事前に聞いていたとおり、現在契約中の方は住宅ローンの審査に通らなかったそう。しかし親族から資金援助があり、なんと、現金一括で購入! その結果、あの土地は契約中の方のものになったということでした。
まさかの大どんでん返しに、夫も私も呆然。2人ともパソコンの画面を見たまま、しばらく言葉が出ませんでした。
もう一度提案を受けることに
夫が
「注文住宅はもう諦めようか」と言うくらい落ち込んだ私たち。
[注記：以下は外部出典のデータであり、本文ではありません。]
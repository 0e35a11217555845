use anyhow::Result;
use sqlx::SqlitePool;

use crate::config::{Config, SourceConfig};
use crate::db;
use crate::source::sqlite::quote_ident;

pub async fn run_migrations(config: &Config) -> Result<()> {
    let pool = db::connect(&config.db.path).await?;
    create_result_schema(&pool).await?;
    pool.close().await;

    let source_pool = db::connect(&config.source.path).await?;
    create_source_schema(&source_pool, &config.source).await?;
    source_pool.close().await;

    Ok(())
}

/// Create the extracted-documents table. `url` is the primary key so a
/// duplicate insert can be detected and skipped at the database level.
pub async fn create_result_schema(pool: &SqlitePool) -> Result<()> {
    sqlx::query(
        r#"
        CREATE TABLE IF NOT EXISTS extracted_documents (
            url TEXT PRIMARY KEY,
            download_time INTEGER NOT NULL,
            publish_time INTEGER,
            article_title TEXT,
            summary TEXT NOT NULL,
            main_company TEXT NOT NULL,
            article_language TEXT NOT NULL,
            record_json TEXT NOT NULL,
            model_name TEXT NOT NULL,
            created_at INTEGER NOT NULL
        )
        "#,
    )
    .execute(pool)
    .await?;

    sqlx::query(
        "CREATE INDEX IF NOT EXISTS idx_extracted_download_time ON extracted_documents(download_time DESC)",
    )
    .execute(pool)
    .await?;

    Ok(())
}

/// Create the raw article table for a local SQLite source, using the
/// configured column names. Timestamps are unix seconds.
pub async fn create_source_schema(pool: &SqlitePool, source: &SourceConfig) -> Result<()> {
    let table = quote_ident(&source.table);
    let ddl = format!(
        r#"
        CREATE TABLE IF NOT EXISTS {table} (
            {url} TEXT PRIMARY KEY,
            {download_time} INTEGER NOT NULL,
            {publish_time} INTEGER,
            {title} TEXT,
            {content} TEXT NOT NULL
        )
        "#,
        table = table,
        url = quote_ident(&source.url_column),
        download_time = quote_ident(&source.download_time_column),
        publish_time = quote_ident(&source.publish_time_column),
        title = quote_ident(&source.title_column),
        content = quote_ident(&source.content_column),
    );
    sqlx::query(&ddl).execute(pool).await?;

    let index = format!(
        "CREATE INDEX IF NOT EXISTS {} ON {}({})",
        quote_ident(&format!("idx_{}_download_time", source.table)),
        table,
        quote_ident(&source.download_time_column),
    );
    sqlx::query(&index).execute(pool).await?;

    Ok(())
}
use anyhow::Result;
use sqlx::sqlite::{SqliteConnectOptions, SqlitePool, SqlitePoolOptions};
use std::path::Path;
use std::str::FromStr;

/// Open (creating if needed) a SQLite database file in WAL mode.
///
/// Used for both the result store and a local SQLite article source.
pub async fn connect(db_path: &Path) -> Result<SqlitePool> {
    // Ensure parent directory exists
    if let Some(parent) = db_path.parent() {
        if !parent.as_os_str().is_empty() {
            std::fs::create_dir_all(parent)?;
        }
    }

    let options = SqliteConnectOptions::from_str(&format!("sqlite:{}", db_path.display()))?
        .create_if_missing(true)
        .journal_mode(sqlx::sqlite::SqliteJournalMode::Wal);

    let pool = SqlitePoolOptions::new()
        .max_connections(5)
        .connect_with(options)
        .await?;

    Ok(pool)
}
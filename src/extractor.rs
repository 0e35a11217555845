//! Chunked concurrency: enrich a small batch of documents at once.
//!
//! Every document of a chunk gets its own concurrent [`ArticleEnricher::extract`]
//! future, driven on the caller's task. Results come back in input order.
//! A chunk either succeeds as a whole or is reported as failed with no
//! partial results.

use std::sync::Arc;
use std::time::Duration;

use futures::future::try_join_all;

use crate::enrich::{ArticleEnricher, EnrichError};
use crate::models::{Document, EnrichmentResult};

/// Outcome of one chunk. `results[i]` belongs to the chunk's `documents[i]`.
#[derive(Debug, Default)]
pub struct ChunkOutcome {
    pub results: Vec<EnrichmentResult>,
    pub failed: bool,
}

impl ChunkOutcome {
    fn failed() -> Self {
        Self {
            results: Vec::new(),
            failed: true,
        }
    }
}

#[derive(Debug, thiserror::Error)]
enum ChunkError {
    #[error(transparent)]
    Enrich(#[from] EnrichError),
    #[error("chunk exceeded {0:?}")]
    Timeout(Duration),
}

/// 1-based chunk number for logs and progress output.
pub fn chunk_number(chunk_index: usize) -> usize {
    chunk_index + 1
}

pub struct ChunkExtractor {
    enricher: Arc<ArticleEnricher>,
    chunk_timeout: Option<Duration>,
}

impl ChunkExtractor {
    pub fn new(enricher: Arc<ArticleEnricher>) -> Self {
        Self {
            enricher,
            chunk_timeout: None,
        }
    }

    /// Bound the whole fan-out of a chunk.
    pub fn with_timeout(mut self, timeout: Option<Duration>) -> Self {
        self.chunk_timeout = timeout;
        self
    }

    /// Enrich `documents` concurrently. `chunk_index` is 0-based within the
    /// page and only used for logs.
    pub async fn extract_chunk(&self, documents: &[Document], chunk_index: usize) -> ChunkOutcome {
        match self.run(documents, chunk_index).await {
            Ok(results) => ChunkOutcome {
                results,
                failed: false,
            },
            Err(e) => {
                tracing::warn!(
                    chunk = chunk_number(chunk_index),
                    "Error extracting chunk: {}",
                    e
                );
                ChunkOutcome::failed()
            }
        }
    }

    async fn run(
        &self,
        documents: &[Document],
        chunk_index: usize,
    ) -> Result<Vec<EnrichmentResult>, ChunkError> {
        let total = documents.len();
        let chunk = chunk_number(chunk_index);
        let fan_out = try_join_all(documents.iter().enumerate().map(|(j, doc)| {
            let enricher = &self.enricher;
            async move {
                tracing::info!("Extracting doc {} of {} in chunk {}", j + 1, total, chunk);
                enricher.extract(&doc.content).await
            }
        }));

        match self.chunk_timeout {
            Some(limit) => tokio::time::timeout(limit, fan_out)
                .await
                .map_err(|_| ChunkError::Timeout(limit))?
                .map_err(ChunkError::from),
            None => fan_out.await.map_err(ChunkError::from),
        }
    }
}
けれど、メールの最後に「もう一度土地の提案からさせていただきたい」と書かれていたので、少しの希望を持ってその日の午後に店舗へ足を運びました。
申し訳なさそうな顔で現れた担当営業から謝罪された後に、新たな土地を紹介されます。
「今日買い付けたばかり」という分譲地は広さ、形、方角、そして価格において前回の土地とほぼ同じ条件で、私たちは少しずつ気持ちが立ち直ります。
10区画の中から南向き整形地を選び、その日のうちに土地を契約。
「良い土地に出会えて良かったね!」と夫と言い合い、スッキリした表情で店舗を後にすることができたのでした。
土地を購入するまでに一度痛い目にあった私たちでしたが、大どんでん返しをくらったのは、他人が泣く泣く土地を手放す瞬間を心待ちにしてしまったからかもしれません。
このできごと以降、人の不幸を喜んではいけない、と心に刻み込んでいます。